Your goal:
Given the material below, output exactly the lines from the line with "and size rules" to the line with "param, _| literal_eq(value, param));", both ends included, and no other lines.

The input:

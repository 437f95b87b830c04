//! Tests for chain evaluation order, skipping and registry extension

use crate::test_utils::{check, passes, text_subject};
use fieldlogic_domain::{Error, FieldValue};
use fieldlogic_rules::{RuleChain, RuleEngine, RuleOutcome, RuleRegistry};

#[test]
fn test_first_failure_is_reported() {
    let outcome = check("hi", "required,min:3,max:10");
    assert_eq!(outcome, RuleOutcome::invalid("min", Some("3".to_string())));
    assert_eq!(outcome.failed(), Some("min"));
    assert_eq!(outcome.param(), Some("3"));

    assert_eq!(check("hello", "required,min:3,max:10"), RuleOutcome::Valid);
}

#[test]
fn test_param_separators_and_whitespace() {
    assert!(passes("hello", " min=3 , max:5 "));
    assert!(!passes("hello", "max=4"));
    let chain = RuleChain::parse("required, oneof:a|b , ,len=2");
    let names: Vec<_> = chain.tokens().iter().map(|t| t.name.as_str()).collect();
    assert_eq!(names, ["required", "oneof", "len"]);
    assert_eq!(chain.to_string(), "required,oneof:a|b,len:2");
}

#[test]
fn test_empty_values_skip_non_presence_rules() {
    assert!(passes("", "email,min:5,numeric"));
    assert!(passes(FieldValue::Null, "email"));
    assert!(passes(FieldValue::Undefined, "ipv4"));
    assert!(!passes("", "required,email"));
    assert_eq!(check("", "email,required").failed(), Some("required"));
}

#[test]
fn test_whitespace_is_not_empty_for_format_rules() {
    assert!(!passes(" ", "email"));
    assert!(!passes(" ", "required"));
}

#[test]
fn test_unknown_rules_are_skipped() {
    assert!(passes("abc", "no_such_rule,alpha"));
    assert!(!passes("abc1", "no_such_rule,alpha"));
    assert!(passes("", "bogus"));
}

#[test]
fn test_check_chain_reports_unknown_rules() {
    let engine = RuleEngine::standard();
    assert!(engine.check_chain("required,email,min:3").is_ok());
    assert_eq!(engine.unknown_rules("required,frobnicate,alpha,zap"), ["frobnicate", "zap"]);
    match engine.check_chain("required,frobnicate") {
        Err(Error::UnknownRule { name }) => assert_eq!(name, "frobnicate"),
        other => panic!("expected unknown rule error, got {other:?}"),
    }
}

#[test]
fn test_check_chain_rejects_nameless_tokens() {
    let engine = RuleEngine::standard();
    match engine.check_chain("required, :5") {
        Err(Error::InvalidRuleChain { message }) => assert!(message.contains(":5")),
        other => panic!("expected invalid rule chain error, got {other:?}"),
    }
    assert!(matches!(
        engine.check_chain("=x,frobnicate"),
        Err(Error::InvalidRuleChain { .. })
    ));
    // blank tokens between commas are ignored, not malformed
    assert!(engine.check_chain("required,,min:3,").is_ok());
}

#[test]
fn test_registry_extension() {
    let mut registry = RuleRegistry::standard();
    let standard_len = registry.len();
    registry.register("even", |value, _, _| value.to_number() % 2.0 == 0.0);
    assert_eq!(registry.len(), standard_len + 1);
    assert!(registry.contains("even"));

    let engine = RuleEngine::new(registry);
    let subject = text_subject();
    assert!(engine.validate(&FieldValue::from("4"), "even", &subject).is_valid());
    assert_eq!(
        engine.validate(&FieldValue::from("5"), "required,even", &subject).failed(),
        Some("even")
    );
    assert!(engine.validate(&FieldValue::from(""), "even", &subject).is_valid());
}

#[test]
fn test_presence_rules_replaceable() {
    let mut registry = RuleRegistry::new();
    registry.register_presence("present", |value, _, _| !value.is_blank());
    assert!(registry.get("present").is_some_and(|rule| rule.runs_on_empty()));

    let engine = RuleEngine::new(registry);
    let outcome = engine.validate(&FieldValue::from(""), "present", &text_subject());
    assert_eq!(outcome.failed(), Some("present"));
}

#[test]
fn test_standard_registry_names_sorted() {
    let registry = RuleRegistry::standard();
    let names = registry.names();
    let mut sorted = names.clone();
    sorted.sort();
    assert_eq!(names, sorted);
    for expected in ["required", "required_with", "email", "credit_card", "datetime", "ext"] {
        assert!(registry.contains(expected), "missing {expected}");
    }
}

#[test]
fn test_outcome_serialization() {
    let valid = serde_json::to_value(RuleOutcome::Valid).unwrap();
    assert_eq!(valid, serde_json::json!({"valid": true}));

    let invalid = RuleOutcome::invalid("min", Some("3".to_string()));
    let json = serde_json::to_value(&invalid).unwrap();
    assert_eq!(json, serde_json::json!({"valid": false, "failed": "min", "param": "3"}));
    assert_eq!(serde_json::from_value::<RuleOutcome>(json).unwrap(), invalid);
}
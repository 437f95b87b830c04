//! Operand resolution
//!
//! Turns the text on either side of an operator (or a bare atom) into a
//! [`FieldValue`]. Only three pathways reach data: exact context keys,
//! `fields.` through the caller's resolver, and `source.` / dotted paths
//! rooted in the context. Anything unrecognised is its own text.

use crate::context::{EvaluationContext, FieldResolver};
use fieldlogic_domain::constants::{FIELDS_PREFIX, GUARDED_SEGMENTS, SOURCE_PREFIX};
use fieldlogic_domain::{Error, FieldValue, Result};
use regex::Regex;
use std::sync::LazyLock;

static NUMERIC_LITERAL: LazyLock<Regex> = LazyLock::new(|| {
    Regex::new(r"^[-+]?(\d+\.?\d*|\.\d+)([eE][-+]?\d+)?$").expect("Invalid regex")
});

fn is_guarded(segment: &str) -> bool {
    GUARDED_SEGMENTS.contains(&segment)
}

/// Resolves operands against one evaluation's context and field resolver
pub struct OperandResolver<'a> {
    context: &'a EvaluationContext,
    fields: &'a dyn FieldResolver,
}

impl<'a> OperandResolver<'a> {
    pub fn new(context: &'a EvaluationContext, fields: &'a dyn FieldResolver) -> Self {
        Self { context, fields }
    }

    /// Resolve one operand
    ///
    /// Fails only when the operand text is empty.
    pub fn resolve(&self, operand: &str) -> Result<FieldValue> {
        let text = operand.trim();
        if text.is_empty() {
            return Err(Error::expression("empty operand"));
        }

        if let Some(literal) = unquote(text) {
            return Ok(FieldValue::String(literal.to_string()));
        }

        if NUMERIC_LITERAL.is_match(text) {
            if let Ok(n) = text.parse::<f64>() {
                if n.is_finite() {
                    return Ok(FieldValue::Number(n));
                }
            }
        }

        match text {
            "true" => return Ok(FieldValue::Bool(true)),
            "false" => return Ok(FieldValue::Bool(false)),
            "null" => return Ok(FieldValue::Null),
            "undefined" => return Ok(FieldValue::Undefined),
            _ => {}
        }

        if let Some(value) = self.context.get(text) {
            return Ok(value.clone());
        }

        if let Some(name) = text.strip_prefix(FIELDS_PREFIX) {
            if name.split('.').any(is_guarded) {
                return Ok(FieldValue::Null);
            }
            return Ok(self.fields.resolve_field(name));
        }

        if let Some(key) = text.strip_prefix(SOURCE_PREFIX) {
            if key.split('.').any(is_guarded) {
                return Ok(FieldValue::Null);
            }
            return Ok(match key.split_once('.') {
                Some((root, rest)) => self
                    .context
                    .get(root)
                    .map_or(FieldValue::Undefined, |value| walk_path(value, rest)),
                None => self.context.get(key).cloned().unwrap_or_default(),
            });
        }

        if let Some((root, rest)) = text.split_once('.') {
            if let Some(value) = self.context.get(root) {
                return Ok(walk_path(value, rest));
            }
        }

        Ok(FieldValue::String(text.to_string()))
    }
}

/// Inner text of a single- or double-quoted literal
fn unquote(text: &str) -> Option<&str> {
    let bytes = text.as_bytes();
    if bytes.len() >= 2 {
        let (first, last) = (bytes[0], bytes[bytes.len() - 1]);
        if first == last && (first == b'"' || first == b'\'') {
            return Some(&text[1..text.len() - 1]);
        }
    }
    None
}

/// Follow `path` one segment at a time from `root`
///
/// Guarded segments and null/undefined intermediates yield `Null`. Maps are
/// indexed by key, lists by decimal index, and strings/lists expose
/// `length`. Missing members yield `Undefined`.
fn walk_path(root: &FieldValue, path: &str) -> FieldValue {
    let mut current = root.clone();
    for segment in path.split('.') {
        if is_guarded(segment) {
            return FieldValue::Null;
        }
        current = match current {
            FieldValue::Undefined | FieldValue::Null => return FieldValue::Null,
            FieldValue::Map(mut entries) => entries.remove(segment).unwrap_or_default(),
            FieldValue::List(items) if segment == "length" => FieldValue::from(items.len() as f64),
            FieldValue::List(mut items) => match segment.parse::<usize>() {
                Ok(index) if index < items.len() => items.swap_remove(index),
                _ => FieldValue::Undefined,
            },
            FieldValue::String(s) if segment == "length" => {
                FieldValue::from(s.chars().count() as f64)
            }
            _ => FieldValue::Undefined,
        };
    }
    current
}
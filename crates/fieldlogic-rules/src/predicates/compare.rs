//! Comparison and size rules
//!
//! Literal comparisons (`eq`, `lt`, ...), sibling-field comparisons
//! (`eqfield`, `ltfield`, ...) and size checks (`len`, `min`, `max`).
//! Relational checks coerce both sides to numbers; NaN never passes.

use super::param_number;
use crate::registry::RuleRegistry;
use fieldlogic_domain::{FieldValue, Subject};

#[derive(Clone, Copy)]
enum Relation {
    Lt,
    Lte,
    Gt,
    Gte,
}

impl Relation {
    fn holds(self, left: f64, right: f64) -> bool {
        match self {
            Self::Lt => left < right,
            Self::Lte => left <= right,
            Self::Gt => left > right,
            Self::Gte => left >= right,
        }
    }
}

pub(super) fn register(registry: &mut RuleRegistry) {
    registry.register("eq", |value, param, _| literal_eq(value, param));
    registry.register("ne", |value, param, _| !literal_eq(value, param));

    for (name, relation) in [
        ("lt", Relation::Lt),
        ("lte", Relation::Lte),
        ("gt", Relation::Gt),
        ("gte", Relation::Gte),
    ] {
        registry.register(name, move |value, param, _| {
            relation.holds(value.to_number(), param_number(param))
        });
    }

    registry.register("eqfield", |value, param, subject| {
        value.loose_eq(&sibling(param, subject))
    });
    registry.register("nefield", |value, param, subject| {
        !value.loose_eq(&sibling(param, subject))
    });
    for (name, relation) in [
        ("ltfield", Relation::Lt),
        ("ltefield", Relation::Lte),
        ("gtfield", Relation::Gt),
        ("gtefield", Relation::Gte),
    ] {
        registry.register(name, move |value, param, subject| {
            relation.holds(value.to_number(), sibling(param, subject).to_number())
        });
    }

    registry.register("len", |value, param, _| {
        param
            .and_then(|p| p.trim().parse::<usize>().ok())
            .is_some_and(|expected| value.length() == expected)
    });
    registry.register("min", |value, param, subject| {
        Relation::Gte.holds(measure(value, subject), param_number(param))
    });
    registry.register("max", |value, param, subject| {
        Relation::Lte.holds(measure(value, subject), param_number(param))
    });
}

fn literal_eq(value: &FieldValue, param: Option<&str>) -> bool {
    value.loose_eq(&FieldValue::from(param.unwrap_or_default()))
}

fn sibling(param: Option<&str>, subject: &dyn Subject) -> FieldValue {
    param.map_or(FieldValue::Undefined, |name| subject.field_value(name.trim()))
}

/// Numeric subjects are measured by value, everything else by length
fn measure(value: &FieldValue, subject: &dyn Subject) -> f64 {
    if subject.kind().is_numeric() {
        value.to_number()
    } else {
        value.length() as f64
    }
}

Your response:
//! Comparison and size rules
//!
//! Literal comparisons (`eq`, `lt`, ...), sibling-field comparisons
//! (`eqfield`, `ltfield`, ...) and size checks (`len`, `min`, `max`).
//! Relational checks coerce both sides to numbers; NaN never passes.

use super::param_number;
use crate::registry::RuleRegistry;
use fieldlogic_domain::{FieldValue, Subject};

#[derive(Clone, Copy)]
enum Relation {
    Lt,
    Lte,
    Gt,
    Gte,
}

impl Relation {
    fn holds(self, left: f64, right: f64) -> bool {
        match self {
            Self::Lt => left < right,
            Self::Lte => left <= right,
            Self::Gt => left > right,
            Self::Gte => left >= right,
        }
    }
}

pub(super) fn register(registry: &mut RuleRegistry) {
    registry.register("eq", |value, param, _| literal_eq(value, param));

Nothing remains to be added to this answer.